## WORK TO COMPLETE
Copy all lines in the data that contain the string "BatchPlan".

** Opening DATA SHOWN block **

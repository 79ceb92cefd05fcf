use std::ops::Range;

use alloy_primitives::{Address, Bytes, U256};
use alloy_sol_types::SolCall;
use futures_util::future::join_all;

use crate::abi;
use crate::codec::{self, AbiType, AbiValue, Function};
use crate::error::{PollError, Result};
use crate::infra::config::PollConfig;
use crate::infra::rpc::Provider;
use crate::poll::request::PollRequest;
use crate::types::{self, Network};

/// One sub-call of an `aggregate3` batch.
#[derive(Debug, Clone, PartialEq, Eq)]
pub struct CallDescriptor {
    pub target: Address,
    pub allow_failure: bool,
    pub call_data: Bytes,
}

impl CallDescriptor {
    pub fn new(target: Address, call_data: Bytes) -> Self {
        Self {
            target,
            allow_failure: true,
            call_data,
        }
    }

    pub fn from_sol_call<C: SolCall>(target: Address, call: &C) -> Self {
        Self::new(target, call.abi_encode().into())
    }

    pub fn from_function(target: Address, function: &Function, args: &[AbiValue]) -> Result<Self> {
        Ok(Self::new(target, function.encode_input(args)?))
    }

    /// A reverting sub-call with `allow_failure = false` reverts the whole aggregate.
    pub fn require_success(mut self) -> Self {
        self.allow_failure = false;
        self
    }

    fn to_abi_value(&self) -> AbiValue {
        AbiValue::Tuple(vec![
            AbiValue::Address(self.target),
            AbiValue::Bool(self.allow_failure),
            AbiValue::Bytes(self.call_data.to_vec()),
        ])
    }
}

/// Outcome of one sub-call, tagged with where it sat in the flattened batch.
#[derive(Debug, Clone, PartialEq, Eq)]
pub struct CallResult {
    pub index: usize,
    pub target: Address,
    pub success: bool,
    pub return_data: Bytes,
}

impl CallResult {
    /// Return data of a successful call; a reverted call is a `PartialCallFailure`.
    pub fn data(&self) -> Result<&[u8]> {
        if !self.success {
            return Err(PollError::PartialCallFailure {
                target: self.target.to_string(),
                index: self.index,
            });
        }
        Ok(&self.return_data)
    }

    pub fn decode(&self, types: &[AbiType]) -> Result<Vec<AbiValue>> {
        codec::decode_return(types, self.data()?)
    }

    pub fn decode_uint(&self) -> Result<U256> {
        self.decode(&[AbiType::Uint(256)])?
            .first()
            .and_then(AbiValue::as_uint)
            .ok_or_else(|| PollError::decode("Expected a uint256 return value"))
    }
}

#[derive(Debug, Clone, Copy, Default, PartialEq, Eq)]
pub struct BatchReport {
    pub requests: usize,
    pub calls: usize,
    pub chunks: usize,
    pub failed_chunks: usize,
    pub failed_requests: usize,
}

/// Flattened view of a set of requests: every call in submission order plus the
/// range each request owns.
#[derive(Debug, Clone)]
pub struct BatchPlan {
    pub calls: Vec<CallDescriptor>,
    pub ranges: Vec<Range<usize>>,
    chunk_size: usize,
}

impl BatchPlan {
    pub fn new(requests: &[Box<dyn PollRequest>], chunk_size: usize) -> Self {
        let mut calls = Vec::new();
        let mut ranges = Vec::with_capacity(requests.len());
        for request in requests {
            let start = calls.len();
            calls.extend(request.calls());
            ranges.push(start..calls.len());
        }
        Self {
            calls,
            ranges,
            chunk_size: chunk_size.max(1),
        }
    }

    pub fn chunk_size(&self) -> usize {
        self.chunk_size
    }

    pub fn chunks(&self) -> std::slice::Chunks<'_, CallDescriptor> {
        self.calls.chunks(self.chunk_size)
    }

    pub fn chunk_count(&self) -> usize {
        self.calls.len().div_ceil(self.chunk_size)
    }

    /// Chunk indices touched by `range`.
    pub fn chunks_for(&self, range: &Range<usize>) -> Range<usize> {
        if range.is_empty() {
            return 0..0;
        }
        (range.start / self.chunk_size)..((range.end - 1) / self.chunk_size + 1)
    }

    fn slice_results(
        &self,
        outcomes: &[Result<Vec<CallResult>>],
        range: &Range<usize>,
    ) -> Result<Vec<CallResult>> {
        for chunk in self.chunks_for(range) {
            if let Some(Err(err)) = outcomes.get(chunk) {
                return Err(err.clone());
            }
        }

        let mut out = Vec::with_capacity(range.len());
        for global in range.clone() {
            let chunk = global / self.chunk_size;
            let local = global % self.chunk_size;
            let result = match outcomes.get(chunk) {
                Some(Ok(results)) => results.get(local),
                _ => None,
            };
            match result {
                Some(result) => out.push(result.clone()),
                None => {
                    return Err(PollError::decode(format!(
                        "Missing result for call {global}"
                    )))
                }
            }
        }
        Ok(out)
    }
}

pub fn encode_aggregate3(calls: &[CallDescriptor]) -> Result<Bytes> {
    let values = vec![AbiValue::Array(
        calls.iter().map(CallDescriptor::to_abi_value).collect(),
    )];
    codec::encode_call(abi::aggregate3Call::SELECTOR, &values, &[call3_array_type()])
}

pub fn decode_aggregate3(data: &[u8]) -> Result<Vec<(bool, Bytes)>> {
    let decoded = codec::decode_return(&[result_array_type()], data)?;
    let items = decoded
        .first()
        .and_then(AbiValue::as_slice)
        .ok_or_else(|| PollError::decode("aggregate3 returned no array"))?;

    items
        .iter()
        .map(|item| match item.as_slice() {
            Some([AbiValue::Bool(success), AbiValue::Bytes(data)]) => {
                Ok((*success, Bytes::from(data.clone())))
            }
            _ => Err(PollError::decode("Malformed aggregate3 result entry")),
        })
        .collect()
}

pub(crate) fn call3_array_type() -> AbiType {
    AbiType::Array(Box::new(AbiType::Tuple(vec![
        AbiType::Address,
        AbiType::Bool,
        AbiType::Bytes,
    ])))
}

pub(crate) fn result_array_type() -> AbiType {
    AbiType::Array(Box::new(AbiType::Tuple(vec![AbiType::Bool, AbiType::Bytes])))
}

#[derive(Debug, Clone)]
pub struct MulticallAggregator {
    max_calls_per_batch: usize,
    slow_call_threshold_ms: i64,
}

impl MulticallAggregator {
    pub fn new(config: &PollConfig) -> Self {
        Self {
            max_calls_per_batch: config.max_calls_per_batch.max(1),
            slow_call_threshold_ms: config.slow_call_threshold_ms,
        }
    }

    pub fn max_calls_per_batch(&self) -> usize {
        self.max_calls_per_batch
    }

    /// Runs every request through as few `aggregate3` calls as the batch limit
    /// allows. Each handler is invoked exactly once, in submission order; a
    /// failed chunk only fails the requests whose calls landed in it.
    pub async fn execute(
        &self,
        provider: &dyn Provider,
        network: &Network,
        requests: Vec<Box<dyn PollRequest>>,
    ) -> BatchReport {
        let plan = BatchPlan::new(&requests, self.max_calls_per_batch);
        let mut report = BatchReport {
            requests: requests.len(),
            calls: plan.calls.len(),
            chunks: plan.chunk_count(),
            ..BatchReport::default()
        };

        if provider.chain_id() != network.chain_id {
            let err = PollError::invalid_params(format!(
                "Provider for chain {} used for {}",
                provider.chain_id(),
                network
            ));
            report.failed_chunks = report.chunks;
            for request in requests {
                report.failed_requests += 1;
                request.handle(Err(err.clone()));
            }
            return report;
        }

        let outcomes = join_all(plan.chunks().enumerate().map(|(i, chunk)| {
            self.execute_chunk(provider, network, chunk, i * plan.chunk_size())
        }))
        .await;
        report.failed_chunks = outcomes.iter().filter(|o| o.is_err()).count();

        for (request, range) in requests.into_iter().zip(plan.ranges.iter()) {
            match plan.slice_results(&outcomes, range) {
                Ok(results) => request.handle(Ok(results.as_slice())),
                Err(err) => {
                    report.failed_requests += 1;
                    request.handle(Err(err));
                }
            }
        }

        report
    }

    async fn execute_chunk(
        &self,
        provider: &dyn Provider,
        network: &Network,
        chunk: &[CallDescriptor],
        offset: usize,
    ) -> Result<Vec<CallResult>> {
        let data = encode_aggregate3(chunk)?;
        let started = types::now_ms();
        let raw = provider.call(network.multicall_address, data).await;
        let elapsed_ms = types::now_ms().saturating_sub(started);
        if elapsed_ms > self.slow_call_threshold_ms {
            log::warn!(
                "Slow aggregate3 on {}: {} calls in {}ms",
                network,
                chunk.len(),
                elapsed_ms
            );
        }

        let decoded = decode_aggregate3(&raw?)?;
        if decoded.len() != chunk.len() {
            return Err(PollError::decode(format!(
                "aggregate3 returned {} results for {} calls",
                decoded.len(),
                chunk.len()
            )));
        }

        Ok(chunk
            .iter()
            .zip(decoded)
            .enumerate()
            .map(|(i, (call, (success, return_data)))| CallResult {
                index: offset + i,
                target: call.target,
                success,
                return_data,
            })
            .collect())
    }
}

#[cfg(test)]
mod tests {
    use super::*;
    use crate::poll::request::{GroupPollRequest, RequestMeta};

    fn group(id: &str, n: usize) -> Box<dyn PollRequest> {
        let calls = (0..n)
            .map(|i| {
                CallDescriptor::from_sol_call(
                    Address::with_last_byte(i as u8),
                    &abi::decimalsCall {},
                )
            })
            .collect();
        Box::new(GroupPollRequest::new(
            id,
            calls,
            |_: Result<&[CallResult]>, _: &RequestMeta| {},
        ))
    }

    #[test]
    fn aggregate3_encoding_matches_sol_types() {
        let calls = vec![
            CallDescriptor::from_sol_call(
                Address::repeat_byte(0xf0),
                &abi::balanceOfCall {
                    account: Address::repeat_byte(0x11),
                },
            ),
            CallDescriptor::from_sol_call(Address::repeat_byte(0xca), &abi::getBasefeeCall {})
                .require_success(),
        ];

        let ours = encode_aggregate3(&calls).unwrap();
        let reference = abi::aggregate3Call {
            calls: calls
                .iter()
                .map(|c| abi::Call3 {
                    target: c.target,
                    allowFailure: c.allow_failure,
                    callData: c.call_data.clone(),
                })
                .collect(),
        }
        .abi_encode();

        assert_eq!(ours.to_vec(), reference);
    }

    #[test]
    fn decodes_aggregate3_results() {
        let values = vec![AbiValue::Array(vec![
            AbiValue::Tuple(vec![
                AbiValue::Bool(true),
                AbiValue::Bytes(U256::from(7u8).to_be_bytes::<32>().to_vec()),
            ]),
            AbiValue::Tuple(vec![AbiValue::Bool(false), AbiValue::Bytes(vec![])]),
        ])];
        let raw = codec::encode_params(&[result_array_type()], &values).unwrap();

        let decoded = decode_aggregate3(&raw).unwrap();
        assert_eq!(decoded.len(), 2);
        assert!(decoded[0].0);
        assert!(!decoded[1].0);
        assert!(decoded[1].1.is_empty());
    }

    #[test]
    fn plan_records_ranges_in_submission_order() {
        let requests = vec![group("a", 3), group("b", 0), group("c", 4)];
        let plan = BatchPlan::new(&requests, 2);

        assert_eq!(plan.calls.len(), 7);
        assert_eq!(plan.ranges, vec![0..3, 3..3, 3..7]);
        assert_eq!(plan.chunk_count(), 4);
        assert_eq!(plan.chunks().map(|c| c.len()).sum::<usize>(), 7);
        assert_eq!(plan.chunks_for(&(0..3)), 0..2);
        assert_eq!(plan.chunks_for(&(3..3)), 0..0);
        assert_eq!(plan.chunks_for(&(3..7)), 1..4);
    }

    #[test]
    fn slice_fails_only_requests_touching_failed_chunk() {
        let requests = vec![group("a", 2), group("b", 2)];
        let plan = BatchPlan::new(&requests, 2);
        let ok_chunk = (0..2)
            .map(|i| CallResult {
                index: i,
                target: Address::ZERO,
                success: true,
                return_data: Bytes::new(),
            })
            .collect();
        let outcomes = vec![Ok(ok_chunk), Err(PollError::transport("down"))];

        let first = plan.slice_results(&outcomes, &plan.ranges[0]).unwrap();
        assert_eq!(first.len(), 2);
        let second = plan.slice_results(&outcomes, &plan.ranges[1]).unwrap_err();
        assert!(second.is_retryable());
    }

    #[test]
    fn reverted_result_reports_partial_failure() {
        let result = CallResult {
            index: 4,
            target: Address::repeat_byte(0xde),
            success: false,
            return_data: Bytes::new(),
        };
        let err = result.decode_uint().unwrap_err();
        assert!(matches!(err, PollError::PartialCallFailure { index: 4, .. }));
    }

    #[test]
    fn short_return_data_is_decode_error() {
        let result = CallResult {
            index: 0,
            target: Address::ZERO,
            success: true,
            return_data: Bytes::from(vec![0u8; 8]),
        };
        assert!(matches!(result.decode_uint(), Err(PollError::AbiDecode(_))));
    }
}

** Closing DATA SHOWN block **

## PROBLEM SOLUTION
pub struct BatchPlan {
impl BatchPlan {
        let plan = BatchPlan::new(&requests, self.max_calls_per_batch);
        let plan = BatchPlan::new(&requests, 2);
        let plan = BatchPlan::new(&requests, 2);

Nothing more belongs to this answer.